__Exercise requirements__:
Tally every line of the records below that includes "without", and reply with the total alone.

__Extracted records__:
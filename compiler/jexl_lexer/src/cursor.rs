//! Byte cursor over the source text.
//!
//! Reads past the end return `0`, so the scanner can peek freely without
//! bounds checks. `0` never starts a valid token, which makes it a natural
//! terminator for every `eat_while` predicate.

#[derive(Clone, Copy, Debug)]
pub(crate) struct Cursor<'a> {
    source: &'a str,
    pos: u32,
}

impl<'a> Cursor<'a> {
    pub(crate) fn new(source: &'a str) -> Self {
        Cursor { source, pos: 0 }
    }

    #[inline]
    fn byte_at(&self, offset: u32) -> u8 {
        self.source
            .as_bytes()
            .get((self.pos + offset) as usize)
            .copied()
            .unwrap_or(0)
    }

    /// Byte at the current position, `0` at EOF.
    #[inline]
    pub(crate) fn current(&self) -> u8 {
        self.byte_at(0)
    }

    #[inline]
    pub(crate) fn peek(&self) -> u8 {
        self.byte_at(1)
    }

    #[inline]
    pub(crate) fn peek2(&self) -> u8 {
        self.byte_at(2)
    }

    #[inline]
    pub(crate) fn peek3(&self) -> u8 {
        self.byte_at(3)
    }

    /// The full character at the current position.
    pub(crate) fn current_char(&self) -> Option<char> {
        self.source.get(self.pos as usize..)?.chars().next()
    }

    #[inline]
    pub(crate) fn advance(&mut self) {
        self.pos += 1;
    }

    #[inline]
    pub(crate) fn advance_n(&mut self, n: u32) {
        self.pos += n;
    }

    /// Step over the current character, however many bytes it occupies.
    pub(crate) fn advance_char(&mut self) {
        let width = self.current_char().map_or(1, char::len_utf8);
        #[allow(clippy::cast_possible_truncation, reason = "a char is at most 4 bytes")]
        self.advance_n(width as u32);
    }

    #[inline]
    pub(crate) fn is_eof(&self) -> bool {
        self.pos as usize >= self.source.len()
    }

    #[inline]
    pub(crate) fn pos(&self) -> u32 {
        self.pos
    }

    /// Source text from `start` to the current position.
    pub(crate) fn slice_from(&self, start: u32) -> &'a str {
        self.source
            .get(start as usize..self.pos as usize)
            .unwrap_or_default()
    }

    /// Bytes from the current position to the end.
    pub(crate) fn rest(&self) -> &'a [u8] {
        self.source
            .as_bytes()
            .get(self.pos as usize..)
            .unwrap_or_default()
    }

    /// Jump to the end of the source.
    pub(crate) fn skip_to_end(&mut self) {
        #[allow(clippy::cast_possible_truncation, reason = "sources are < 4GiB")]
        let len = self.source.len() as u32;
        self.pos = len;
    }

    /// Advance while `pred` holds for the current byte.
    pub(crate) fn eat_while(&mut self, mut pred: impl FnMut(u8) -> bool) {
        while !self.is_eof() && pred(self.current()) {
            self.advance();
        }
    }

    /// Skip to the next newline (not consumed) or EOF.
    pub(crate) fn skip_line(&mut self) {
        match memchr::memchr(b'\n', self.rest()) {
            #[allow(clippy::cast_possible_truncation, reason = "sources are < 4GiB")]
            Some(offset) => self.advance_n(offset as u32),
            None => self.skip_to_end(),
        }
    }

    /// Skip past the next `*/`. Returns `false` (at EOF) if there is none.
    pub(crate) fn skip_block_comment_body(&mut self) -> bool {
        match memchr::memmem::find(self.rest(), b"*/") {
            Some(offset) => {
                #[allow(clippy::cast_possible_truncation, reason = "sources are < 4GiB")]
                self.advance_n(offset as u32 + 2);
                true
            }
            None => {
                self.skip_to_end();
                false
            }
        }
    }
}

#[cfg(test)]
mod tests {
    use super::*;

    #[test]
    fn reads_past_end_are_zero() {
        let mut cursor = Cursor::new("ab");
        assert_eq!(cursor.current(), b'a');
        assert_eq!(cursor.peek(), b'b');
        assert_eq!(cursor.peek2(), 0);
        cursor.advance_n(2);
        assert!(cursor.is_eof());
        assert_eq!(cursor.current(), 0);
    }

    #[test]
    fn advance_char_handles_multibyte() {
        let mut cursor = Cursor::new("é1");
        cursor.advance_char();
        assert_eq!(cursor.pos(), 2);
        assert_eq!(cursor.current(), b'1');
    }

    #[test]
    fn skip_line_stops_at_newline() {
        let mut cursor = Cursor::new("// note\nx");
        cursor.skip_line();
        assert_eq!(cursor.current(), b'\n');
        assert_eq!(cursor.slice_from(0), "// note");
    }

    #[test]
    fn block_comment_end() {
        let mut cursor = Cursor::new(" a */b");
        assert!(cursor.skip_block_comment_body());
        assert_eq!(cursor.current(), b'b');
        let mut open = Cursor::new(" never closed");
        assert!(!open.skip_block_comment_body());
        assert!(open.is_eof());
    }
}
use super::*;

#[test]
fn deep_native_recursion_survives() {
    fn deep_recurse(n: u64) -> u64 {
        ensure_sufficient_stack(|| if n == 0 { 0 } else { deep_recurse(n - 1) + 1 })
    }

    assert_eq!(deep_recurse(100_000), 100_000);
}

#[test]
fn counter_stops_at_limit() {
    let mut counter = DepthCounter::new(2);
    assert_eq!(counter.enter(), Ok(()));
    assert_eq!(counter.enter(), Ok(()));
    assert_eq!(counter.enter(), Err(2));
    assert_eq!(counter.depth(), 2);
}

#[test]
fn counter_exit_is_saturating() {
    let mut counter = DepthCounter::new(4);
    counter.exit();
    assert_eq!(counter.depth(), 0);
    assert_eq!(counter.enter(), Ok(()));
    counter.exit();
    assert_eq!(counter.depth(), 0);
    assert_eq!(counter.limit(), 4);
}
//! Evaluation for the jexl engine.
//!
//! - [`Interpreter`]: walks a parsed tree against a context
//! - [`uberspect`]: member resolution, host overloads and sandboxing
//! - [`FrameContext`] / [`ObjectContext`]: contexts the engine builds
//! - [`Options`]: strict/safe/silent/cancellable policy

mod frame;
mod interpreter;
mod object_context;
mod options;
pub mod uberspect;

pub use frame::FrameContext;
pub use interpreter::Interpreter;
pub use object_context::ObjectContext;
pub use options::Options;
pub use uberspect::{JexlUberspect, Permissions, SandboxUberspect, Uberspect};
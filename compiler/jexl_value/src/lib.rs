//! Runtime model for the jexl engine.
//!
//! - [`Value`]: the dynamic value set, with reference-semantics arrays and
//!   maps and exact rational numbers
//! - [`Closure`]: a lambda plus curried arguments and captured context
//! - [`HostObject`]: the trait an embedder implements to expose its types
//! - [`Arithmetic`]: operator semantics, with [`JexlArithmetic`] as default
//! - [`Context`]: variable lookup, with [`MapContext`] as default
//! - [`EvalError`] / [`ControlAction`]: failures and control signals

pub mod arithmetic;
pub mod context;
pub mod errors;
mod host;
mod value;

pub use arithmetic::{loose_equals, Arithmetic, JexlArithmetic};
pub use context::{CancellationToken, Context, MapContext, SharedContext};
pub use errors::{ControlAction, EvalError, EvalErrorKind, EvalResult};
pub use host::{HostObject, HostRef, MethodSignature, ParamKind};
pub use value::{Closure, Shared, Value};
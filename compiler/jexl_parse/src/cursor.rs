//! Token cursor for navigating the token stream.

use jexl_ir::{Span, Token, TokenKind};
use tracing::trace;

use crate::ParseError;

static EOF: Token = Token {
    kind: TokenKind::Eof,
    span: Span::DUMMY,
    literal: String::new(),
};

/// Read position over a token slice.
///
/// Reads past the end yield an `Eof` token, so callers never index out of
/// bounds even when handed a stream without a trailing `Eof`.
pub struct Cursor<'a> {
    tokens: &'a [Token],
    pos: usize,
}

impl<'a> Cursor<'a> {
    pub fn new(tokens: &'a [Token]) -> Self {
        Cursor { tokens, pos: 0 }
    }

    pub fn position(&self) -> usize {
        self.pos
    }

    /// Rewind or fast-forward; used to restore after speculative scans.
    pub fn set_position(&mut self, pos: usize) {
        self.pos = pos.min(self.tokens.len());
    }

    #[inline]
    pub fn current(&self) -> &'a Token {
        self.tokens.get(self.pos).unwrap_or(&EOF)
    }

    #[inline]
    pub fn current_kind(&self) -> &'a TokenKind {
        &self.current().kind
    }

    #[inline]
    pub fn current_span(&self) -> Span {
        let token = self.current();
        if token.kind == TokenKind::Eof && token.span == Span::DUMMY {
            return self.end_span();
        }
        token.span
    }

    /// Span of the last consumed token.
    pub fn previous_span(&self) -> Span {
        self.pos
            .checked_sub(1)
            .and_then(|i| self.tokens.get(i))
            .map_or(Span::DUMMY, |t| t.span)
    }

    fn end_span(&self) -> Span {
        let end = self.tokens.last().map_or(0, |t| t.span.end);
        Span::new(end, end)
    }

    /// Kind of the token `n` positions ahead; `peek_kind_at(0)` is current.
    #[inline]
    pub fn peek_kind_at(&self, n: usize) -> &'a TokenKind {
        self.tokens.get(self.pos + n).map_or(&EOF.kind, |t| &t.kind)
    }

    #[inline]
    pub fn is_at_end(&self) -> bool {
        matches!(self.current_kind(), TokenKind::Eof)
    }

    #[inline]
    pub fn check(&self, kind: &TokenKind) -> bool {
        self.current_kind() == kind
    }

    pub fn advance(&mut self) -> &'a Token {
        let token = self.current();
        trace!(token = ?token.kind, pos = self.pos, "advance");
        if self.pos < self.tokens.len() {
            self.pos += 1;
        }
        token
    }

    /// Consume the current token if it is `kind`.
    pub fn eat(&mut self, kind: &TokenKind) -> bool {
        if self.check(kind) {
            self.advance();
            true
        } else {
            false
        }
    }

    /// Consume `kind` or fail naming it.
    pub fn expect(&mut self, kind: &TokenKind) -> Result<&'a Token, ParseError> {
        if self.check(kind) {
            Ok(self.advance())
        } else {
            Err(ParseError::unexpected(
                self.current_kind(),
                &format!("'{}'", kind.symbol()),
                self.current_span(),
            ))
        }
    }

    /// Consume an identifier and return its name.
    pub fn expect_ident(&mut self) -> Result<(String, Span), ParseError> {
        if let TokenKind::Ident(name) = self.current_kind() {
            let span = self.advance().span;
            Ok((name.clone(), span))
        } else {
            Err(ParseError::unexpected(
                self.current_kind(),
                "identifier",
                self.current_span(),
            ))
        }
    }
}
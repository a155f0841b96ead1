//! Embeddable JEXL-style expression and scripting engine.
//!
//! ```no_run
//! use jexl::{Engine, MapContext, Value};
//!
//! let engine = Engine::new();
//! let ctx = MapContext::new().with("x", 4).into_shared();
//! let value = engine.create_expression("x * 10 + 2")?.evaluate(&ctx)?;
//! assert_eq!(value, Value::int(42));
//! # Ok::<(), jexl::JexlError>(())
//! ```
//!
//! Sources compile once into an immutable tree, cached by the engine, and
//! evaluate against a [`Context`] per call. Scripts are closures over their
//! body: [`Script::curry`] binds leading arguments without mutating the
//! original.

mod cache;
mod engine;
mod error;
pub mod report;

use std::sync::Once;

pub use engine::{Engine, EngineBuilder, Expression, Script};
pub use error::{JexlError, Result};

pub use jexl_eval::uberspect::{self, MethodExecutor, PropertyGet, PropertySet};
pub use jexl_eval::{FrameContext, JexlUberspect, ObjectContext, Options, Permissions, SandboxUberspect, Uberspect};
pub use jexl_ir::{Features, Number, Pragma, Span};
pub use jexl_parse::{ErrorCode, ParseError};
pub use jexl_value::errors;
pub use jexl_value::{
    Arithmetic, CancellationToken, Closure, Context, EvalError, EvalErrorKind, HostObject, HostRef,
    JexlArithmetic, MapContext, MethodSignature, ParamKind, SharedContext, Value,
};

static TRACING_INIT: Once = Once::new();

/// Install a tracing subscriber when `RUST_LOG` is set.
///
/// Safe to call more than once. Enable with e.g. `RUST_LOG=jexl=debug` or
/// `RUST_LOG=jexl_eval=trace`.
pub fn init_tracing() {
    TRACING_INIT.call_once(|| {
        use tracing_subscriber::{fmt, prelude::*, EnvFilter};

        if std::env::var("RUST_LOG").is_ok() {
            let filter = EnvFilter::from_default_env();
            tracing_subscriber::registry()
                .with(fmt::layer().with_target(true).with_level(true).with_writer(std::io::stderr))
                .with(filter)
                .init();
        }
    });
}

__Output below__:
3